一草一木もなかった所に、生命が躍動する。帰ってきた難民たちの家々が水路沿いに建ち並び、子供たちや家畜が仲良く水浴びをし、主婦が洗濯をします。鳥やトンボが舞い、アメンボが水面を歩く。小魚が群れて泳ぎ、水辺には自然の水草と、4、5メートル以上にも成長した柳並木が陽に映えて鮮やかです。

一同大いに励まされ、工事は急速に進展しました。植樹は水辺に柳の木約5万本以上、確実に根を下ろしています。冬に向けて、今年はさらに桑の木が数千本、乾燥した斜面にオリーブの木が予定されています。土地を肥やすためにレンゲの野草化も試みられます。

対照的に、米軍のヘリコプターや装甲車がけたたましく通過するのも日常になってしまいました。学校や道路建設などの「復興資金」をめぐって、醜いことがたくさん起きていることも見聞きしました。暴力とカネが虚構を以って世を圧する世界にあり、実のある自然の恩恵を以って対するのは、心ある者にとって1つの希望でもあります。

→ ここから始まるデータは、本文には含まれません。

//! Event-driven markdown renderer.

use std::fmt::Write;

use pulldown_cmark::{Alignment, CodeBlockKind, Event, HeadingLevel, Options, Parser, Tag, TagEnd};

use crate::html::{escape_html, rewrite_link};

/// Result of rendering markdown.
#[derive(Clone, Debug)]
pub struct RenderResult {
    /// Rendered HTML content.
    pub html: String,
    /// Title extracted from first H1 heading (if title extraction was enabled).
    pub title: Option<String>,
}

/// Markdown to HTML renderer.
///
/// Handles block elements (headings, lists, definition lists, tables, code
/// blocks, blockquotes) and inline formatting. Footnotes and math are not
/// supported and are dropped.
pub struct MarkdownRenderer {
    output: String,
    gfm: bool,
    extract_title: bool,
    link_extension: Option<String>,
    title: Option<String>,
    /// Plain text of the H1 being captured as title.
    title_buffer: Option<String>,
    /// Language and collected source of the open code block.
    code_block: Option<(Option<String>, String)>,
    /// Source URL, title and collected alt text of the open image.
    image: Option<(String, String, String)>,
    table_alignments: Vec<Alignment>,
    table_cell: usize,
    in_table_head: bool,
}

impl MarkdownRenderer {
    /// Create a new renderer with GFM enabled by default.
    #[must_use]
    pub fn new() -> Self {
        Self {
            output: String::with_capacity(4096),
            gfm: true,
            extract_title: false,
            link_extension: None,
            title: None,
            title_buffer: None,
            code_block: None,
            image: None,
            table_alignments: Vec::new(),
            table_cell: 0,
            in_table_head: false,
        }
    }

    /// Enable title extraction from first H1 heading.
    ///
    /// The heading is still rendered.
    #[must_use]
    pub fn with_title_extraction(mut self) -> Self {
        self.extract_title = true;
        self
    }

    /// Enable or disable GitHub Flavored Markdown features.
    ///
    /// GFM is enabled by default. When enabled, the parser supports:
    /// - Tables
    /// - Strikethrough (`~~text~~`)
    /// - Task lists (`- [ ] item`)
    #[must_use]
    pub fn with_gfm(mut self, enabled: bool) -> Self {
        self.gfm = enabled;
        self
    }

    /// Rewrite relative links to `.md` files to use the given extension.
    #[must_use]
    pub fn with_link_extension(mut self, extension: impl Into<String>) -> Self {
        self.link_extension = Some(extension.into());
        self
    }

    /// Get parser options based on GFM configuration.
    ///
    /// Definition lists are enabled regardless of GFM.
    #[must_use]
    pub fn parser_options(&self) -> Options {
        let mut options = Options::ENABLE_DEFINITION_LIST;
        if self.gfm {
            options |= Options::ENABLE_TABLES
                | Options::ENABLE_STRIKETHROUGH
                | Options::ENABLE_TASKLISTS
                | Options::ENABLE_GFM;
        }
        options
    }

    /// Render markdown text using the configured parser options.
    pub fn render_markdown(&mut self, markdown: &str) -> RenderResult {
        let parser = Parser::new_ext(markdown, self.parser_options());
        self.render(parser)
    }

    /// Render markdown events and return the result.
    pub fn render<'a, I>(&mut self, events: I) -> RenderResult
    where
        I: Iterator<Item = Event<'a>>,
    {
        for event in events {
            self.process_event(event);
        }

        RenderResult {
            html: std::mem::take(&mut self.output),
            title: self.title.take(),
        }
    }

    fn process_event(&mut self, event: Event<'_>) {
        match event {
            Event::Start(tag) => self.start_tag(tag),
            Event::End(tag) => self.end_tag(tag),
            Event::Text(text) => self.text(&text),
            Event::Code(code) => self.inline_code(&code),
            Event::Html(html) | Event::InlineHtml(html) => self.output.push_str(&html),
            Event::SoftBreak => self.soft_break(),
            Event::HardBreak => self.output.push_str("<br>"),
            Event::Rule => self.output.push_str("<hr>"),
            Event::TaskListMarker(checked) => {
                self.output.push_str(if checked {
                    r#"<input type="checkbox" disabled checked>"#
                } else {
                    r#"<input type="checkbox" disabled>"#
                });
            }
            Event::FootnoteReference(_) | Event::InlineMath(_) | Event::DisplayMath(_) => {
                // Not supported
            }
        }
    }

    fn start_tag(&mut self, tag: Tag<'_>) {
        // Alt text is plain: formatting inside an image is dropped
        if self.image.is_some() {
            return;
        }
        match tag {
            Tag::Paragraph => self.output.push_str("<p>"),
            Tag::Heading { level, .. } => {
                if self.extract_title && self.title.is_none() && level == HeadingLevel::H1 {
                    self.title_buffer = Some(String::new());
                }
                let _ = write!(self.output, "<{level}>");
            }
            Tag::BlockQuote(_) => self.output.push_str("<blockquote>"),
            Tag::CodeBlock(kind) => {
                let lang = match kind {
                    CodeBlockKind::Fenced(info) => info.split_whitespace().next().map(str::to_owned),
                    CodeBlockKind::Indented => None,
                };
                self.code_block = Some((lang, String::new()));
            }
            Tag::List(Some(1)) => self.output.push_str("<ol>"),
            Tag::List(Some(start)) => {
                let _ = write!(self.output, r#"<ol start="{start}">"#);
            }
            Tag::List(None) => self.output.push_str("<ul>"),
            Tag::Item => self.output.push_str("<li>"),
            Tag::DefinitionList => self.output.push_str("<dl>"),
            Tag::DefinitionListTitle => self.output.push_str("<dt>"),
            Tag::DefinitionListDefinition => self.output.push_str("<dd>"),
            Tag::Table(alignments) => {
                self.table_alignments = alignments;
                self.output.push_str("<table>");
            }
            Tag::TableHead => {
                self.in_table_head = true;
                self.table_cell = 0;
                self.output.push_str("<thead><tr>");
            }
            Tag::TableRow => {
                self.table_cell = 0;
                self.output.push_str("<tr>");
            }
            Tag::TableCell => {
                let cell = if self.in_table_head { "th" } else { "td" };
                let style = match self.table_alignments.get(self.table_cell) {
                    Some(Alignment::Left) => r#" style="text-align: left""#,
                    Some(Alignment::Center) => r#" style="text-align: center""#,
                    Some(Alignment::Right) => r#" style="text-align: right""#,
                    Some(Alignment::None) | None => "",
                };
                let _ = write!(self.output, "<{cell}{style}>");
            }
            Tag::Emphasis => self.output.push_str("<em>"),
            Tag::Strong => self.output.push_str("<strong>"),
            Tag::Strikethrough => self.output.push_str("<s>"),
            Tag::Superscript => self.output.push_str("<sup>"),
            Tag::Subscript => self.output.push_str("<sub>"),
            Tag::Link {
                dest_url, title, ..
            } => {
                let href = match &self.link_extension {
                    Some(extension) => rewrite_link(&dest_url, extension),
                    None => dest_url.to_string(),
                };
                let _ = write!(self.output, r#"<a href="{}""#, escape_html(&href));
                if !title.is_empty() {
                    let _ = write!(self.output, r#" title="{}""#, escape_html(&title));
                }
                self.output.push('>');
            }
            Tag::Image {
                dest_url, title, ..
            } => {
                self.image = Some((dest_url.to_string(), title.to_string(), String::new()));
            }
            Tag::FootnoteDefinition(_) | Tag::HtmlBlock | Tag::MetadataBlock(_) => {}
        }
    }

    fn end_tag(&mut self, tag: TagEnd) {
        if self.image.is_some() && tag != TagEnd::Image {
            return;
        }
        match tag {
            TagEnd::Paragraph => self.output.push_str("</p>"),
            TagEnd::Heading(level) => {
                if let Some(title) = self.title_buffer.take() {
                    let title = title.trim();
                    if !title.is_empty() {
                        self.title = Some(title.to_owned());
                    }
                }
                let _ = write!(self.output, "</{level}>");
            }
            TagEnd::BlockQuote(_) => self.output.push_str("</blockquote>"),
            TagEnd::CodeBlock => {
                if let Some((lang, content)) = self.code_block.take() {
                    match lang {
                        Some(lang) => {
                            let _ = write!(
                                self.output,
                                r#"<pre><code class="language-{}">{}</code></pre>"#,
                                escape_html(&lang),
                                escape_html(&content)
                            );
                        }
                        None => {
                            let _ = write!(
                                self.output,
                                "<pre><code>{}</code></pre>",
                                escape_html(&content)
                            );
                        }
                    }
                }
            }
            TagEnd::List(ordered) => {
                self.output.push_str(if ordered { "</ol>" } else { "</ul>" });
            }
            TagEnd::Item => self.output.push_str("</li>"),
            TagEnd::DefinitionList => self.output.push_str("</dl>"),
            TagEnd::DefinitionListTitle => self.output.push_str("</dt>"),
            TagEnd::DefinitionListDefinition => self.output.push_str("</dd>"),
            TagEnd::Table => {
                self.table_alignments.clear();
                self.output.push_str("</tbody></table>");
            }
            TagEnd::TableHead => {
                self.in_table_head = false;
                self.output.push_str("</tr></thead><tbody>");
            }
            TagEnd::TableRow => self.output.push_str("</tr>"),
            TagEnd::TableCell => {
                self.output
                    .push_str(if self.in_table_head { "</th>" } else { "</td>" });
                self.table_cell += 1;
            }
            TagEnd::Emphasis => self.output.push_str("</em>"),
            TagEnd::Strong => self.output.push_str("</strong>"),
            TagEnd::Strikethrough => self.output.push_str("</s>"),
            TagEnd::Superscript => self.output.push_str("</sup>"),
            TagEnd::Subscript => self.output.push_str("</sub>"),
            TagEnd::Link => self.output.push_str("</a>"),
            TagEnd::Image => {
                if let Some((src, title, alt)) = self.image.take() {
                    let _ = write!(
                        self.output,
                        r#"<img src="{}" alt="{}""#,
                        escape_html(&src),
                        escape_html(&alt)
                    );
                    if !title.is_empty() {
                        let _ = write!(self.output, r#" title="{}""#, escape_html(&title));
                    }
                    self.output.push('>');
                }
            }
            TagEnd::FootnoteDefinition | TagEnd::HtmlBlock | TagEnd::MetadataBlock(_) => {}
        }
    }

    fn text(&mut self, text: &str) {
        if let Some((_, content)) = &mut self.code_block {
            content.push_str(text);
            return;
        }
        if let Some((_, _, alt)) = &mut self.image {
            alt.push_str(text);
            return;
        }
        if let Some(title) = &mut self.title_buffer {
            title.push_str(text);
        }
        self.output.push_str(&escape_html(text));
    }

    fn inline_code(&mut self, code: &str) {
        if let Some((_, _, alt)) = &mut self.image {
            alt.push_str(code);
            return;
        }
        if let Some(title) = &mut self.title_buffer {
            title.push_str(code);
        }
        let _ = write!(self.output, "<code>{}</code>", escape_html(code));
    }

    fn soft_break(&mut self) {
        if let Some((_, _, alt)) = &mut self.image {
            alt.push(' ');
        } else {
            if let Some(title) = &mut self.title_buffer {
                title.push(' ');
            }
            self.output.push('\n');
        }
    }
}

impl Default for MarkdownRenderer {
    fn default() -> Self {
        Self::new()
    }
}
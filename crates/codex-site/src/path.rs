//! Relative path computation between locations in the page hierarchy.

use percent_encoding::{AsciiSet, NON_ALPHANUMERIC, utf8_percent_encode};

/// Characters left as-is in a path segment: A-Z a-z 0-9 - . _ ~
const SEGMENT_ENCODE_SET: &AsciiSet = &NON_ALPHANUMERIC
    .remove(b'-')
    .remove(b'.')
    .remove(b'_')
    .remove(b'~');

/// Compute the relative link from a page in directory `from` to the file
/// `leaf` in directory `to`.
///
/// Both locations are sequences of directory segments from the site root,
/// not including the file itself. The result unwinds `from` up to the
/// deepest common ancestor with `..` segments, then descends into the rest
/// of `to` and ends with `leaf`. Each segment and the leaf are
/// percent-encoded and joined with `/`, so the result can be used directly as
/// an `href` even when a name contains `#`, `?`, `%` or spaces.
///
/// The common ancestor is the longest index-aligned shared prefix, so the
/// path is always minimal: no `..` is ever followed by a descent into the
/// directory it just left.
///
/// # Examples
///
/// ```
/// use codex_site::relative_path;
///
/// assert_eq!(relative_path(&["docs"], &["docs"], "setup.htm"), "setup.htm");
/// assert_eq!(relative_path(&["docs"], &["api"], "overview.htm"), "../api/overview.htm");
/// assert_eq!(relative_path(&["a", "b"], &["a"], "c.htm"), "../c.htm");
/// ```
pub fn relative_path<F, T>(from: &[F], to: &[T], leaf: &str) -> String
where
    F: AsRef<str>,
    T: AsRef<str>,
{
    let common = from
        .iter()
        .zip(to)
        .take_while(|&(a, b)| a.as_ref() == b.as_ref())
        .count();

    let ups = from.len() - common;
    let mut segments: Vec<String> = Vec::with_capacity(ups + to.len() - common + 1);
    segments.extend(std::iter::repeat_n("..".to_owned(), ups));
    segments.extend(to[common..].iter().map(|segment| encode_segment(segment.as_ref())));
    segments.push(encode_segment(leaf));
    segments.join("/")
}

fn encode_segment(segment: &str) -> String {
    utf8_percent_encode(segment, SEGMENT_ENCODE_SET).to_string()
}

#[cfg(test)]
mod tests {
    use super::*;
    use proptest::prelude::*;

    /// Resolve `relative` against directory `base`, collapsing `..` segments.
    ///
    /// Returns `None` if the path escapes above the root.
    fn resolve(base: &[String], relative: &str) -> Option<Vec<String>> {
        let mut stack = base.to_vec();
        for segment in relative.split('/') {
            match segment {
                ".." => {
                    stack.pop()?;
                }
                "." | "" => {}
                other => stack.push(other.to_owned()),
            }
        }
        Some(stack)
    }

    #[test]
    fn test_same_category() {
        assert_eq!(relative_path(&["docs"], &["docs"], "setup.htm"), "setup.htm");
    }

    #[test]
    fn test_different_category() {
        assert_eq!(
            relative_path(&["docs"], &["api"], "overview.htm"),
            "../api/overview.htm"
        );
    }

    #[test]
    fn test_self_link() {
        assert_eq!(relative_path(&["docs"], &["docs"], "intro.htm"), "intro.htm");
    }

    #[test]
    fn test_disjoint_deep_paths_unwind_fully() {
        assert_eq!(
            relative_path(&["a", "b", "c"], &["x", "y"], "p.htm"),
            "../../../x/y/p.htm"
        );
    }

    #[test]
    fn test_trailing_match_is_not_a_common_ancestor() {
        assert_eq!(relative_path(&["a", "x"], &["b", "x"], "p.htm"), "../../b/x/p.htm");
    }

    #[test]
    fn test_shallow_to_deep() {
        assert_eq!(relative_path(&["a"], &["a", "b", "c"], "p.htm"), "b/c/p.htm");
    }

    #[test]
    fn test_deep_to_shallow() {
        assert_eq!(relative_path(&["a", "b", "c"], &["a"], "p.htm"), "../../p.htm");
    }

    #[test]
    fn test_root_locations() {
        let root: [&str; 0] = [];
        assert_eq!(relative_path(&root, &root, "index.htm"), "index.htm");
        assert_eq!(relative_path(&root, &["docs"], "intro.htm"), "docs/intro.htm");
        assert_eq!(relative_path(&["docs"], &root, "index.htm"), "../index.htm");
    }

    #[test]
    fn test_segments_are_percent_encoded() {
        assert_eq!(relative_path(&["docs"], &["C#"], "linq.htm"), "../C%23/linq.htm");
        assert_eq!(relative_path(&["docs"], &["docs"], "50%.htm"), "50%25.htm");
        assert_eq!(
            relative_path(&["docs"], &["q&a"], "why?.htm"),
            "../q%26a/why%3F.htm"
        );
    }

    #[test]
    fn test_unicode_and_spaces_are_percent_encoded() {
        assert_eq!(
            relative_path(&["docs"], &["my notes"], "caf\u{e9}.htm"),
            "../my%20notes/caf%C3%A9.htm"
        );
    }

    #[test]
    fn test_common_prefix_compares_raw_names() {
        assert_eq!(relative_path(&["C#"], &["C#"], "linq.htm"), "linq.htm");
    }

    #[test]
    fn test_owned_segments() {
        let from = vec!["docs".to_owned()];
        let to = vec!["api".to_owned()];
        assert_eq!(relative_path(&from, &to, "overview.htm"), "../api/overview.htm");
    }

    fn location() -> impl Strategy<Value = Vec<String>> {
        prop::collection::vec(prop::sample::select(vec!["a", "b", "c"]), 0..5)
            .prop_map(|segments| segments.into_iter().map(str::to_owned).collect())
    }

    proptest! {
        #[test]
        fn prop_resolves_to_target(from in location(), to in location()) {
            let result = relative_path(&from, &to, "page.htm");

            let mut expected = to.clone();
            expected.push("page.htm".to_owned());
            prop_assert_eq!(resolve(&from, &result), Some(expected));
        }

        #[test]
        fn prop_no_redundant_round_trip(from in location(), to in location()) {
            let result = relative_path(&from, &to, "page.htm");
            let segments: Vec<&str> = result.split('/').collect();

            // Walk the path, tracking the directory each `..` leaves.
            let mut dir = from.clone();
            let mut left: Option<String> = None;
            for segment in segments {
                if segment == ".." {
                    left = dir.pop();
                } else {
                    prop_assert_ne!(left.as_deref(), Some(segment));
                    left = None;
                    dir.push(segment.to_owned());
                }
            }
        }

        #[test]
        fn prop_up_count_matches_depth_difference(from in location(), to in location()) {
            let result = relative_path(&from, &to, "page.htm");
            let common = from.iter().zip(&to).take_while(|(a, b)| a == b).count();
            let ups = result.split('/').filter(|s| *s == "..").count();
            prop_assert_eq!(ups, from.len() - common);
        }
    }
}
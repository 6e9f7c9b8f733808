//! Codex CLI - static HTML site generator.
//!
//! Converts a tree of Markdown text files, organized as category folders
//! holding page files, into a navigable static HTML site:
//!
//! ```text
//! codex <SOURCE> <TARGET>
//! ```

mod commands;
mod error;
mod output;

use std::process::ExitCode;

use clap::Parser;
use tracing_subscriber::EnvFilter;

use commands::BuildArgs;
use output::Output;

/// Codex - build a static HTML site from a directory of Markdown files.
#[derive(Parser)]
#[command(name = "codex", version, about)]
struct Cli {
    #[command(flatten)]
    build: BuildArgs,
}

fn main() -> ExitCode {
    let cli = Cli::parse();
    let output = Output::new();

    // --verbose enables INFO level, otherwise use RUST_LOG or default to WARN
    let filter = if cli.build.verbose {
        EnvFilter::new("info")
    } else {
        EnvFilter::from_default_env()
    };
    tracing_subscriber::fmt()
        .with_env_filter(filter)
        .with_writer(std::io::stderr)
        .init();

    match cli.build.execute() {
        Ok(()) => ExitCode::SUCCESS,
        Err(err) => {
            output.error(&err);
            ExitCode::FAILURE
        }
    }
}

I3区間の作業風景。みんな毎日がんばってます。(2005年11月22日撮影)
「ぼんやり眺めればただの荒野、涙をもって眺めれば流民の群、気力をもって見れば竹槍(田中正造)」ではありませんが、人災によって砂漠化した荒野の緑化を実現することによって日本の良心の気力を示し、事実を世に訴え続けたいと思っています。

みなさんの協力に感謝すると共に、事業の継続を願ってやみません。来年もどうぞよろしくお願いします。